Инфекционный гепатит заразителен: особенно восприимчивы к нему дети; если в семье заболеет один ребенок, нередко заболевают и другие. Вот одна из причин «семейности» гепато-церебральной дистрофии: и фон, и толчок оказываются здесь одинаковыми.
Ученый допускает и другую возможность: врожденного «фона» может вообще не быть. Особенности обмена веществ, способствующие возникновению гепато-церебральной дистрофии, (развиваются вследствие болезни печени, перенесенной в раннем детстве. И тогда не внутреннее идет навстречу внешнему, а внешнее вызывает к жизни внутреннее.
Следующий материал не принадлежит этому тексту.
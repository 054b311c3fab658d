/*
# Bits Reader Module

 Big-endian integer readers over byte slices. Every reader is bounds-checked and
 returns `None` instead of panicking when the slice is too short, since the data
 being read comes from files that were cut off mid-write.

 Key components:
 - Cursor readers: `read_u32()`, `read_u64()` advancing a position
 - Peek readers: `peek_u32()` reading at an offset without a cursor
*/

/// Read a 32-bit big endian value from a byte slice advancing the position.
pub fn read_u32(data: &[u8], pos: &mut usize) -> Option<u32> {
    let v = peek_u32(data, *pos)?;
    *pos += 4;
    Some(v)
}

/// Read a 64-bit big endian value from a byte slice advancing the position.
pub fn read_u64(data: &[u8], pos: &mut usize) -> Option<u64> {
    let bytes: [u8; 8] = data.get(*pos..pos.checked_add(8)?)?.try_into().ok()?;
    *pos += 8;
    Some(u64::from_be_bytes(bytes))
}

/// Read a 32-bit big endian value at `offset` without moving anything.
pub fn peek_u32(data: &[u8], offset: usize) -> Option<u32> {
    let bytes: [u8; 4] = data.get(offset..offset.checked_add(4)?)?.try_into().ok()?;
    Some(u32::from_be_bytes(bytes))
}

/// Read a 16-bit big endian value from a byte slice advancing the position.
pub fn read_u16(data: &[u8], pos: &mut usize) -> Option<u16> {
    let bytes: [u8; 2] = data.get(*pos..pos.checked_add(2)?)?.try_into().ok()?;
    *pos += 2;
    Some(u16::from_be_bytes(bytes))
}
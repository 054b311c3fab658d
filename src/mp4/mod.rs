pub mod r#box;
pub use r#box::{find_tag, parse_box_header, BoxHeader, BoxSize};
pub mod locator; // mdat discovery: box walk, then tag scan
pub use locator::{locate_mdat, scan_for_mdat, walk_boxes, Discovery, MdatRegion, WalkOutcome};
pub mod avcc;
pub use avcc::{find_avcc_payload, AvccConfig};
pub mod reader;
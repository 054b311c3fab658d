pub mod bits;

pub mod mp4;
pub use mp4::{locate_mdat, scan_for_mdat, walk_boxes, AvccConfig, Discovery, MdatRegion};

pub mod avc;
pub use avc::{
    reconstruct, reconstruct_with, AccessUnit, ElementaryStream, NaluType, ParameterSetMode,
    ParameterSets, Reconstruction, RecoveryPolicy, StopReason, TrustLengthPrefix,
};

pub mod remux;
pub use remux::{FfmpegRemuxer, Remuxer, DEFAULT_FRAME_RATE};

pub mod options;
pub use options::RecoveryOptions;

pub mod recover;
pub use recover::{
    extract_elementary_stream, extract_to_file, rebuild_stream, recover_file, recover_file_with,
    RecoveryReport,
};

pub mod errors;
pub use errors::{ContainerError, RecoveryError, RecoveryResult, RemuxError};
О том, что обмен веществ у больного гепато-церебральной дистрофией необычен, известно давно. — Но в чем именно особенности этого болезненного, неправильного обмена?
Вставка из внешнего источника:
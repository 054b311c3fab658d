pub mod annexb;
pub mod avc_type;
pub mod params;
pub mod reconstruct;

pub use annexb::{ElementaryStream, START_CODE};
pub use avc_type::{NaluCounts, NaluType};
pub use params::{ParameterSetMode, ParameterSetSource, ParameterSets};
pub use reconstruct::{
    reconstruct, reconstruct_mdat, reconstruct_with, AccessUnit, AccessUnits, PrefixVerdict,
    Reconstruction, RecoveryPolicy, StopReason, TrustLengthPrefix, UnitFraming,
};
use crate::avc::ParameterSetMode;
use crate::remux::DEFAULT_FRAME_RATE;
use std::path::PathBuf;

/// Environment variable naming the ffmpeg binary
pub const FFMPEG_ENV: &str = "TIMELAPSE_RESCUE_FFMPEG";
/// Environment variable naming the directory for the transient stream
pub const TEMP_DIR_ENV: &str = "TIMELAPSE_RESCUE_TEMP_DIR";
/// Suffix of the transient elementary stream file
pub const TEMP_FILE_SUFFIX: &str = ".temp.h264";

/// Settings for one recovery run
#[derive(Debug, Clone, PartialEq, Eq)]
pub struct RecoveryOptions {
    /// Input frame rate passed to the muxer
    pub frame_rate: u32,
    /// Muxer binary; looked up on `PATH` when unset
    pub ffmpeg: Option<PathBuf>,
    /// Directory for the transient stream; system temp dir when unset
    pub temp_dir: Option<PathBuf>,
    pub parameter_sets: ParameterSetMode,
}

impl Default for RecoveryOptions {
    fn default() -> Self {
        Self {
            frame_rate: DEFAULT_FRAME_RATE,
            ffmpeg: None,
            temp_dir: None,
            parameter_sets: ParameterSetMode::Auto,
        }
    }
}

impl RecoveryOptions {
    /// Defaults overridden by `TIMELAPSE_RESCUE_*` environment variables
    pub fn from_env() -> Self {
        Self::from_lookup(|key| std::env::var_os(key).map(PathBuf::from))
    }

    fn from_lookup(lookup: impl Fn(&str) -> Option<PathBuf>) -> Self {
        let non_empty = |key| lookup(key).filter(|p: &PathBuf| !p.as_os_str().is_empty());
        Self {
            ffmpeg: non_empty(FFMPEG_ENV),
            temp_dir: non_empty(TEMP_DIR_ENV),
            ..Self::default()
        }
    }

    pub fn with_frame_rate(mut self, frame_rate: u32) -> Self {
        self.frame_rate = frame_rate;
        self
    }

    pub fn with_ffmpeg(mut self, program: impl Into<PathBuf>) -> Self {
        self.ffmpeg = Some(program.into());
        self
    }

    pub fn with_temp_dir(mut self, dir: impl Into<PathBuf>) -> Self {
        self.temp_dir = Some(dir.into());
        self
    }

    pub fn with_parameter_sets(mut self, mode: ParameterSetMode) -> Self {
        self.parameter_sets = mode;
        self
    }
}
В 1948 году благодаря случайной находке английского ученого Мандельброта выяснилось, что при гепато-церебральной дистрофии нарушается обмен меди. Это и стали считать основной причиной страданий больного: излишки меди не выводятся из организма и, скапливаясь в мозгу и печени, оказывают на них отравляющее действие.
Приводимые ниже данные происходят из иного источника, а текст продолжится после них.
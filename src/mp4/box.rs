use crate::bits::reader::{read_u32, read_u64};

/// Tag of the media data box
pub const MDAT: [u8; 4] = *b"mdat";
/// Tag of the AVC decoder configuration box
pub const AVCC: [u8; 4] = *b"avcC";

/// Size field of a box header
#[derive(Debug, Clone, Copy, PartialEq, Eq)]
pub enum BoxSize {
    /// Size 0: the box runs to the end of the file
    ToEnd,
    /// Total box length including the header
    Declared(u64),
}

/// Box header information
#[derive(Debug, Clone, PartialEq, Eq)]
pub struct BoxHeader {
    pub box_type: [u8; 4],
    /// Offset of the first header byte
    pub offset: usize,
    pub size: BoxSize,
    /// 8, or 16 when a 64-bit size follows the tag
    pub header_size: usize,
}

impl BoxHeader {
    /// Printable box type, non-ASCII bytes replaced
    pub fn name(&self) -> String {
        fourcc(&self.box_type)
    }

    pub fn is(&self, tag: &[u8; 4]) -> bool {
        &self.box_type == tag
    }

    /// Offset of the first payload byte
    pub fn payload_offset(&self) -> usize {
        self.offset + self.header_size
    }
}

/// Parse a box header at `offset`.
///
/// Returns `None` when the slice ends before the header does, including the
/// 64-bit extension announced by a size of 1.
pub fn parse_box_header(data: &[u8], offset: usize) -> Option<BoxHeader> {
    let mut pos = offset;
    let size32 = read_u32(data, &mut pos)?;
    let box_type: [u8; 4] = data.get(pos..pos + 4)?.try_into().ok()?;
    pos += 4;
    let size = match size32 {
        0 => BoxSize::ToEnd,
        1 => BoxSize::Declared(read_u64(data, &mut pos)?),
        n => BoxSize::Declared(n as u64),
    };
    Some(BoxHeader {
        box_type,
        offset,
        size,
        header_size: pos - offset,
    })
}

/// Write a compact box header to a vector
pub fn write_box_header(output: &mut Vec<u8>, tag: &[u8; 4], size: u32) {
    output.extend_from_slice(&size.to_be_bytes());
    output.extend_from_slice(tag);
}

/// Find the first occurrence of `tag` at or after `from`
pub fn find_tag(data: &[u8], tag: &[u8; 4], from: usize) -> Option<usize> {
    data.get(from..)?
        .windows(4)
        .position(|w| w == tag)
        .map(|i| from + i)
}

/// Render a four-character code for logs
pub fn fourcc(tag: &[u8; 4]) -> String {
    tag.iter()
        .map(|&b| {
            if b.is_ascii_graphic() || b == b' ' {
                b as char
            } else {
                '.'
            }
        })
        .collect()
}
use std::env;
use std::path::{Path, PathBuf};
use std::process::ExitCode;

use timelapse_rescue::{recover_file, RecoveryOptions, RecoveryReport};

fn main() -> ExitCode {
    env_logger::Builder::from_env(env_logger::Env::default().default_filter_or("info")).init();

    let args: Vec<String> = env::args().collect();
    if args.len() < 2 {
        println!(
            "Usage: {} <broken_file.mp4> [output_file.mp4]",
            program_name(&args)
        );
        println!("Recovers Snapmaker U1 timelapse videos.");
        return ExitCode::FAILURE;
    }

    let input = PathBuf::from(&args[1]);
    let output = args
        .get(2)
        .map(PathBuf::from)
        .unwrap_or_else(|| default_output(&input));

    match recover_file(&input, &output, &RecoveryOptions::from_env()) {
        Ok(report) => {
            print_summary(&report, &output);
            ExitCode::SUCCESS
        }
        Err(e) => {
            eprintln!("Recovery failed: {}", e);
            ExitCode::FAILURE
        }
    }
}

fn program_name(args: &[String]) -> &str {
    args.first().map_or("rescue_timelapse", String::as_str)
}

/// `<stem>_fixed.mp4` next to the input
fn default_output(input: &Path) -> PathBuf {
    let stem = input
        .file_stem()
        .map(|s| s.to_string_lossy().into_owned())
        .unwrap_or_else(|| "recovered".to_string());
    input.with_file_name(format!("{}_fixed.mp4", stem))
}

fn print_summary(report: &RecoveryReport, output: &Path) {
    println!("Recovered {} NAL units into {}", report.units, output.display());
    println!(
        "  frames: {} ({} IDR), stream size: {} bytes",
        report.counts.video_frames(),
        report.counts.idr,
        report.stream_bytes
    );
    if report.is_partial() {
        println!("  partial recovery: {:?}", report.stop);
    }
}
Но ведь медный обмен иногда остается нормальным, — среди больных, изученных Коноваловым, есть и такие. Нет, «медная» теория явно тесна для фактов!
Советский ученый твердо установил, что в основе болезни лежит нечто более сложное — нарушение белкового обмена; задержка меди в организме — лишь его частое, но не обязательное следствие.
Существенно и другое: что гепато-церебральная дистрофия сопровождается такой перестройкой кровообращения, при которой кровь может двигаться в обход печени, неся с собой в ткань мозга необезвреженные продукты кишечного пищеварения. Клетки мозга жестоко страдают от этих ядов.
В теории гепато-церебральной дистрофии, созданной Н. В. Коноваловым, немало нового, оригинального. Но самое основное ее отличие от существовавшей прежде и — существующих ныне на Западе теорий, самая главная ее сила — в оптимизме. Нет больше безысходности, нет фатальной обреченности больного! Если решающее значение а развитии заболевания играет толчок извне, значит, можно думать о его предупреждении, значит, появляется свет надежды.
Главу о лечении в книге 1948 года Н. В. Коновалов начал словами: «Лечения гепато-лентикулярной дегенерации нет. Даже пути, по которым могло бы пойти изучение вопросов лечения, едва намечены в литературе».
В книге 1960 года он цитирует эти строки для того, чтобы их опровергнуть, рассказывает о больных, которых удалось вернуть s мир живущих, в мир деятельных.